A freelancer advertises online for someone else, presumably another freelancer, to do their magazine writing work for them. Simple sub-contracting? This looks like something that would have been thought up by the writers of The Simpsons. The actual ad appeared on Craigslist and read, in part:
I do the marketing and editing, you do the research and writing. I am an experienced and published freelance writer with credits from more than 20 national publications including Woman's Day, Oxygen, Business 2.0, For Me, Cooking Light, Men's Journal, Backpacker, and Robb Report and I can't execute all the ideas I have. That's where you come in.

You will ghostwrite some of the articles for me and I will give you anywhere between $0.25 & $0.35 per word. If you dazzle me with your work, you'll get $0.35 per word. Over time, that fee may increase to $0.40 per word. My average articles are between 800 and 1,300 words and this would mean $240 and $390 on average, respectively. If I land a 2,000 word story, you would make between $500 and $700...

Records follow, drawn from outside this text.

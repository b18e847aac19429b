// Artifact Store
// Run-scoped persistence: snapshots, the sequenced event log, task artifacts and
// crash recovery by event replay

use std::fs::{self, File, OpenOptions};
use std::io::{BufRead, BufReader, Write};
use std::path::{Path, PathBuf};

use crate::budget::BudgetLedger;
use crate::error::{OrchestratorError, Result};
use crate::types::{RunEventRecord, Run, RunStatus, RunSummary, Task, TaskState};

/// Directory under a workspace root that holds orchestrator state
pub const ARTIFACT_DIR_NAME: &str = ".tandem";

const RUN_FILE: &str = "run.json";
const TASKS_FILE: &str = "tasks.json";
const BUDGET_FILE: &str = "budget.json";
const EVENTS_FILE: &str = "events.jsonl";
const SUMMARY_FILE: &str = "summary.md";
const TASKS_DIR: &str = "tasks";

// ============================================================================
// Artifact Store
// ============================================================================

/// Filesystem layout keyed by run id:
///
/// ```text
/// <base>/<run_id>/run.json
///                 tasks.json
///                 budget.json
///                 events.jsonl
///                 summary.md
///                 tasks/<task_id>/{patch.diff,notes.md,validation.json}
/// ```
pub struct ArtifactStore {
    base_dir: PathBuf,
}

impl ArtifactStore {
    pub fn new(base_dir: impl Into<PathBuf>) -> Result<Self> {
        let base_dir = base_dir.into();
        fs::create_dir_all(&base_dir)?;
        Ok(Self { base_dir })
    }

    /// Store kept inside a workspace at `.tandem/orchestrator`
    pub fn for_workspace(workspace_root: &Path) -> Result<Self> {
        Self::new(workspace_root.join(ARTIFACT_DIR_NAME).join("orchestrator"))
    }

    pub fn base_dir(&self) -> &Path {
        &self.base_dir
    }

    fn run_dir(&self, run_id: &str) -> PathBuf {
        self.base_dir.join(run_id)
    }

    /// Run ids become directory names: `[A-Za-z0-9._-]` only, and never `.`
    /// or `..`
    pub fn validate_run_id(run_id: &str) -> Result<()> {
        if run_id.is_empty() || run_id == "." || run_id == ".." {
            return Err(OrchestratorError::InvalidOperation(format!(
                "invalid run id '{}'",
                run_id
            )));
        }
        if run_id
            .chars()
            .any(|c| !(c.is_ascii_alphanumeric() || matches!(c, '.' | '_' | '-')))
        {
            return Err(OrchestratorError::InvalidOperation(format!(
                "run id must be [A-Za-z0-9._-] only (got '{}')",
                run_id
            )));
        }
        Ok(())
    }

    fn checked_run_dir(&self, run_id: &str) -> Result<PathBuf> {
        Self::validate_run_id(run_id)?;
        Ok(self.run_dir(run_id))
    }

    pub fn create_run_dir(&self, run_id: &str) -> Result<PathBuf> {
        let dir = self.checked_run_dir(run_id)?;
        fs::create_dir_all(dir.join(TASKS_DIR))?;
        Ok(dir)
    }

    /// Persist the run snapshot together with its task and budget files
    pub fn save_run(&self, run: &Run) -> Result<()> {
        let dir = self.create_run_dir(&run.run_id)?;
        atomic_write(&dir.join(TASKS_FILE), &serde_json::to_string_pretty(&run.tasks)?)?;
        atomic_write(&dir.join(BUDGET_FILE), &serde_json::to_string_pretty(&run.budget)?)?;
        // run.json last: its last_event_seq claims the other files are current
        atomic_write(&dir.join(RUN_FILE), &serde_json::to_string_pretty(run)?)
    }

    pub fn load_run(&self, run_id: &str) -> Result<Run> {
        let path = self.checked_run_dir(run_id)?.join(RUN_FILE);
        if !path.exists() {
            return Err(OrchestratorError::NotFound(format!("Run not found: {}", run_id)));
        }
        Ok(serde_json::from_str(&fs::read_to_string(&path)?)?)
    }

    pub fn load_tasks(&self, run_id: &str) -> Result<Vec<Task>> {
        let content = fs::read_to_string(self.checked_run_dir(run_id)?.join(TASKS_FILE))?;
        Ok(serde_json::from_str(&content)?)
    }

    pub fn load_budget(&self, run_id: &str) -> Result<BudgetLedger> {
        let content = fs::read_to_string(self.checked_run_dir(run_id)?.join(BUDGET_FILE))?;
        Ok(serde_json::from_str(&content)?)
    }

    /// Append one sequenced event as a JSON line
    pub fn append_event(&self, record: &RunEventRecord) -> Result<()> {
        let run_dir = self.checked_run_dir(&record.run_id)?;
        // Events can arrive before the first snapshot is written
        fs::create_dir_all(&run_dir)?;

        let mut file = OpenOptions::new()
            .create(true)
            .append(true)
            .open(run_dir.join(EVENTS_FILE))?;
        let line = serde_json::to_string(record)?;
        writeln!(file, "{}", line)?;
        Ok(())
    }

    /// All readable events in log order. A torn trailing line from a crash is
    /// skipped.
    pub fn load_events(&self, run_id: &str) -> Result<Vec<RunEventRecord>> {
        let path = self.checked_run_dir(run_id)?.join(EVENTS_FILE);
        if !path.exists() {
            return Ok(Vec::new());
        }

        let reader = BufReader::new(File::open(&path)?);
        let mut events = Vec::new();
        for line in reader.lines() {
            let line = line?;
            if line.trim().is_empty() {
                continue;
            }
            match serde_json::from_str::<RunEventRecord>(&line) {
                Ok(record) => events.push(record),
                Err(e) => tracing::warn!(run_id, "Skipping unreadable event line: {}", e),
            }
        }
        Ok(events)
    }

    pub fn latest_event_seq(&self, run_id: &str) -> Result<u64> {
        Ok(self
            .load_events(run_id)?
            .iter()
            .map(|r| r.seq)
            .max()
            .unwrap_or(0))
    }

    pub fn save_summary(&self, run_id: &str, summary: &str) -> Result<()> {
        let dir = self.create_run_dir(run_id)?;
        atomic_write(&dir.join(SUMMARY_FILE), summary)
    }

    pub fn load_summary(&self, run_id: &str) -> Result<String> {
        Ok(fs::read_to_string(self.checked_run_dir(run_id)?.join(SUMMARY_FILE))?)
    }

    /// Write `tasks/<task_id>/<filename>`; returns the path relative to the
    /// run folder
    pub fn save_artifact(
        &self,
        run_id: &str,
        task_id: &str,
        filename: &str,
        content: &str,
    ) -> Result<String> {
        let dir = self.checked_run_dir(run_id)?.join(TASKS_DIR).join(task_id);
        fs::create_dir_all(&dir)?;
        atomic_write(&dir.join(filename), content)?;
        Ok(format!("{}/{}/{}", TASKS_DIR, task_id, filename))
    }

    pub fn load_artifact(&self, run_id: &str, task_id: &str, filename: &str) -> Result<String> {
        let path = self
            .checked_run_dir(run_id)?
            .join(TASKS_DIR)
            .join(task_id)
            .join(filename);
        fs::read_to_string(&path)
            .map_err(|_| OrchestratorError::NotFound(format!("Artifact not found: {}", path.display())))
    }

    /// Ids of every run directory under the base
    pub fn list_run_ids(&self) -> Result<Vec<String>> {
        if !self.base_dir.exists() {
            return Ok(Vec::new());
        }

        let mut runs = Vec::new();
        for entry in fs::read_dir(&self.base_dir)? {
            let entry = entry?;
            if entry.path().is_dir() {
                if let Some(name) = entry.file_name().to_str() {
                    runs.push(name.to_string());
                }
            }
        }
        runs.sort();
        Ok(runs)
    }

    /// Summaries of every persisted run, newest first
    pub fn list_runs(&self) -> Result<Vec<RunSummary>> {
        let mut summaries: Vec<RunSummary> = self
            .list_run_ids()?
            .iter()
            .filter_map(|id| match self.load_run(id) {
                Ok(run) => Some(run.to_summary()),
                Err(e) => {
                    tracing::debug!(run_id = %id, "Skipping run without snapshot: {}", e);
                    None
                }
            })
            .collect();
        summaries.sort_by(|a, b| b.created_at.cmp(&a.created_at));
        Ok(summaries)
    }

    pub fn delete_run(&self, run_id: &str) -> Result<()> {
        let dir = self.checked_run_dir(run_id)?;
        if dir.exists() {
            fs::remove_dir_all(&dir)?;
        }
        Ok(())
    }

    pub fn run_exists(&self, run_id: &str) -> bool {
        self.checked_run_dir(run_id)
            .map(|dir| dir.join(RUN_FILE).exists())
            .unwrap_or(false)
    }

    /// Rebuild a run after a crash: load the last snapshot, fold in every event
    /// logged after it, and park anything that was mid-flight. Tasks found
    /// Running go back to Pending, and so do tasks held for staged writes
    /// (staged operations live in memory and do not survive a restart). A
    /// run that was planning or executing comes back Paused so resuming
    /// re-validates its budget.
    pub fn recover_run(&self, run_id: &str) -> Result<Run> {
        let mut run = self.load_run(run_id)?;
        let events = self.load_events(run_id)?;

        let snapshot_seq = run.last_event_seq;
        let mut replayed = 0usize;
        for record in events.iter().filter(|r| r.seq > snapshot_seq) {
            run.apply_event(&record.event);
            run.last_event_seq = record.seq;
            run.updated_at = record.timestamp;
            replayed += 1;
        }

        for task in run.tasks.iter_mut() {
            if matches!(task.state, TaskState::Running | TaskState::AwaitingApproval) {
                task.state = TaskState::Pending;
            }
        }

        let resume_into = match run.status {
            RunStatus::Planning | RunStatus::RevisionRequested => Some(RunStatus::Planning),
            RunStatus::Executing => Some(RunStatus::Executing),
            _ => None,
        };
        if let Some(from) = resume_into {
            run.paused_from = Some(from);
            run.status = RunStatus::Paused;
        }

        tracing::info!(
            run_id,
            replayed,
            status = run.status.as_str(),
            "Recovered run from snapshot and event log"
        );
        Ok(run)
    }
}

/// Atomic write using temp file and rename
fn atomic_write(path: &Path, content: &str) -> Result<()> {
    let temp_path = path.with_extension("tmp");
    fs::write(&temp_path, content)?;
    fs::rename(&temp_path, path)?;
    Ok(())
}

// ============================================================================
// Tests
// ============================================================================
#[cfg(test)]
mod tests {
    use super::*;
    use crate::agents::{ScriptedGenerator, ScriptedResponse};
    use crate::secrets::StaticSecretStore;
    use crate::types::{AgentRole, RunStatus};
    use tempfile::tempdir;

    fn generator() -> Arc<ScriptedGenerator> {
        let plan = r#"[{"id": "t1", "title": "Write docs", "description": "Add README"}]"#;
        Arc::new(
            ScriptedGenerator::new(HashMap::new())
                .with_role(
                    AgentRole::Planner,
                    vec![ScriptedResponse {
                        text: plan.to_string(),
                        ..Default::default()
                    }],
                )
                .with_role(
                    AgentRole::Builder,
                    vec![ScriptedResponse {
                        text: "done".to_string(),
                        ..Default::default()
                    }],
                )
                .with_role(
                    AgentRole::Validator,
                    vec![ScriptedResponse {
                        text: r#"{"passed": true, "feedback": "ok"}"#.to_string(),
                        ..Default::default()
                    }],
                ),
        )
    }

    fn registry(state: &std::path::Path) -> RunRegistry {
        RunRegistry::new(
            Arc::new(ArtifactStore::new(state).unwrap()),
            generator(),
            Arc::new(StaticSecretStore::new()),
        )
    }

    #[tokio::test]
    async fn create_rejects_invalid_input() {
        let state = tempdir().unwrap();
        let workspace = tempdir().unwrap();
        let registry = registry(state.path());

        assert!(registry.create_run("  ", workspace.path(), None).await.is_err());
        assert!(matches!(
            registry
                .create_run("Goal", workspace.path().join("missing"), None)
                .await,
            Err(OrchestratorError::NotFound(_))
        ));
        let mut config = OrchestratorConfig::default();
        config.max_parallel_tasks = 0;
        assert!(matches!(
            registry.create_run("Goal", workspace.path(), Some(config)).await,
            Err(OrchestratorError::InvalidConfig(_))
        ));
    }

    #[tokio::test]
    async fn full_lifecycle_through_registry() {
        let state = tempdir().unwrap();
        let workspace = tempdir().unwrap();
        let registry = registry(state.path());

        let run_id = registry.create_run("Document the crate", workspace.path(), None).await.unwrap();
        registry.start(&run_id).await.unwrap();
        assert_eq!(registry.list_tasks(&run_id).await.unwrap().len(), 1);
        registry.approve(&run_id).await.unwrap();

        let snapshot = registry.snapshot(&run_id).await.unwrap();
        assert_eq!(snapshot.status, RunStatus::Completed);
        assert_eq!(registry.list_runs().unwrap().len(), 1);
        assert!(!registry.events(&run_id).unwrap().is_empty());
    }

    #[tokio::test]
    async fn runs_survive_a_registry_restart() {
        let state = tempdir().unwrap();
        let workspace = tempdir().unwrap();

        let run_id = {
            let registry = registry(state.path());
            let run_id = registry.create_run("Goal", workspace.path(), None).await.unwrap();
            registry.start(&run_id).await.unwrap();
            run_id
        };

        let restarted = registry(state.path());
        assert!(restarted.active_run_ids().await.is_empty());
        let snapshot = restarted.snapshot(&run_id).await.unwrap();
        assert_eq!(snapshot.status, RunStatus::AwaitingApproval);
        assert_eq!(restarted.active_run_ids().await, vec![run_id.clone()]);

        restarted.approve(&run_id).await.unwrap();
        assert_eq!(
            restarted.snapshot(&run_id).await.unwrap().status,
            RunStatus::Completed
        );
    }

    #[tokio::test]
    async fn finished_runs_are_evicted_past_capacity() {
        let state = tempdir().unwrap();
        let workspace = tempdir().unwrap();
        let registry = registry(state.path()).with_finished_capacity(1);

        let first = registry.create_run("First", workspace.path(), None).await.unwrap();
        registry.start(&first).await.unwrap();
        registry.approve(&first).await.unwrap();
        assert_eq!(registry.active_run_ids().await, vec![first.clone()]);

        let second = registry.create_run("Second", workspace.path(), None).await.unwrap();
        registry.start(&second).await.unwrap();
        assert_eq!(registry.active_run_ids().await.len(), 2);
        registry.approve(&second).await.unwrap();
        assert_eq!(registry.active_run_ids().await, vec![second.clone()]);

        // still on disk, and reading it back does not grow the map
        assert_eq!(
            registry.snapshot(&first).await.unwrap().status,
            RunStatus::Completed
        );
        assert_eq!(registry.active_run_ids().await, vec![first.clone()]);
        assert_eq!(registry.finished.lock().await.len(), 1);
    }

    #[tokio::test]
    async fn delete_refuses_ids_outside_the_store() {
        let state = tempdir().unwrap();
        let registry = registry(state.path());
        assert!(matches!(
            registry.delete_run("../escape").await,
            Err(OrchestratorError::InvalidOperation(_))
        ));
        assert!(state.path().exists());
    }

    #[tokio::test]
    async fn delete_cancels_and_removes() {
        let state = tempdir().unwrap();
        let workspace = tempdir().unwrap();
        let registry = registry(state.path());

        let run_id = registry.create_run("Goal", workspace.path(), None).await.unwrap();
        registry.start(&run_id).await.unwrap();
        registry.delete_run(&run_id).await.unwrap();

        assert!(!registry.store().run_exists(&run_id));
        assert!(matches!(
            registry.snapshot(&run_id).await,
            Err(OrchestratorError::NotFound(_))
        ));
        assert!(matches!(
            registry.delete_run(&run_id).await,
            Err(OrchestratorError::NotFound(_))
        ));
    }
}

The idea here is to team up to get more sales so that I have more time to pitch the ideas because I'll have you to write and research them. Keep in mind though, there is no byline. The stories you write for me will be ghostwritten and I will own all rights. Also know, for most stories I will need you to speak with a handful of experts in order to obtain usable quotes to run within the story. Normally, there will be 4 experts that I'll need you to talk with for any one given story. Usually, I'll start you off by providing you with names and contact info of at least two of the experts I need you to talk to, but you'll need to find the other two or so on your own.
As a posting on the blog The Independent Journalist says, if such an idea caught on, not only is the contractor (so to speak) asking other people to work at below market rates, sign over copyright and dupe editors, it could also make negotiations even more difficult for other freelancers out there.

Thanks to Craig Silverman, the editor of Regret the Error and president of the Quebec chapter of PWAC, for the tip.



Anonymous Anonymous said...

We can only hope he or she gets not one nibble.

1:44 pm  
Anonymous Corinna vanGerwen said...

Who would respond to this ad? All the work for less than half the pay and none of the credit? No thanks! And as an editor, I wouldn't want this person writing for me.

5:04 pm  
Anonymous Anonymous said...

Looks like the Craigslist posting has been removed by the author.

12:33 pm  
Anonymous Anonymous said...

Corinna vanGerwen said...

"Who would respond to this ad? All the work for less than half the pay and none of the credit? No thanks! And as an editor, I wouldn't want this person writing for me."

Well, Corinna vanGerwen, that just shows that you're too inflexible to embrace a business model that, unless I miss my guess, will soon become the dominant one in our highly paid, prestige-heavy industry. And guess what, Corinna? We're already working for you -- and you don't even know it.

But we, the Union of Anonymous Freelance Subcontractors, have our own set of caveats and standards, too.

First, my information and attention to factual detail is only as accurate as it possibly can be, considering I am being paid a $0.35 per word top rate. While endeavoring to provide highly original and riveting copy on time and to the agreed upon length, on rare occasions when my creative abilities are at low ebb, I reserve the right to mine the past published archival record for suitable alternatives. (The contractor will hold me harmless in the event of any subsequent legal action.)

Since what is good for the gander is often fine for the goose, I, too, reserve the right to subcontract elements of my original research and writing duties to a sub-subcontracting 100-brace of monkeys, if I so choose. (On the off chance that said simians, against all expectations and reasonable odds, produce a brilliant work of literature, I reserve the right to claim the work as my own.)

Also, on a whim, I claim the right to just make shit up and call it "literary journalism."

Looking forward to working with you again, Corinna.